*Activity*.
Where a line holds the word "target", copy that line from the data below.
======== Information supplied
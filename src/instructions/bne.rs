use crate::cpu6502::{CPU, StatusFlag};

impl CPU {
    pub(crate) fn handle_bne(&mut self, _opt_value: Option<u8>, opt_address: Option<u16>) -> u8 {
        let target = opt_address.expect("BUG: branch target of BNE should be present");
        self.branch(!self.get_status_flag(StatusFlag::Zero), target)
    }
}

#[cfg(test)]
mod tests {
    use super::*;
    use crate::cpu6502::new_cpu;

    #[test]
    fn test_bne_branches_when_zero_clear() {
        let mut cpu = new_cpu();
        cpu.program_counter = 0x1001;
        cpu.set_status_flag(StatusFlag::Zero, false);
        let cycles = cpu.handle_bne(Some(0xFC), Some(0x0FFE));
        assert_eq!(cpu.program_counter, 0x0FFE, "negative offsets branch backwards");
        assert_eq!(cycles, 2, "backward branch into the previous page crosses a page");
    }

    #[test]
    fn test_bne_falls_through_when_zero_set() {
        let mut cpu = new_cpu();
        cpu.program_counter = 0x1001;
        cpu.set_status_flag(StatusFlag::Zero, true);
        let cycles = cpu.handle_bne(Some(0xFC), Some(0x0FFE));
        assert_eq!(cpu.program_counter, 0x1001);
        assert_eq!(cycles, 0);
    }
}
================
======== Information supplied
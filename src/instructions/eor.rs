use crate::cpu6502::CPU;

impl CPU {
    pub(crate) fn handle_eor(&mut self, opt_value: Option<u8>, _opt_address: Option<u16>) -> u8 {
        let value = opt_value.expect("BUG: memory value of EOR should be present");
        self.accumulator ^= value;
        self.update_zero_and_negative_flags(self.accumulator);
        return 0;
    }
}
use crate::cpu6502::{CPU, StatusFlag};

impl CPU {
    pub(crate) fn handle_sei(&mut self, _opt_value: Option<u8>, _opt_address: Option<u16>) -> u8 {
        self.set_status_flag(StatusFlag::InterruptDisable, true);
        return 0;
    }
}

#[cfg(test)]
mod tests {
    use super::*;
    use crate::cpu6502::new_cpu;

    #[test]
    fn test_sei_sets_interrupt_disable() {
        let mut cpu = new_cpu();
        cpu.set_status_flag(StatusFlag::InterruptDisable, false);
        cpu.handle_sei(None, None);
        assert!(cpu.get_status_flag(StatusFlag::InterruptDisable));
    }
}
================
*Answer space*.
        let target = opt_address.expect("BUG: branch target of BNE should be present");
        self.branch(!self.get_status_flag(StatusFlag::Zero), target)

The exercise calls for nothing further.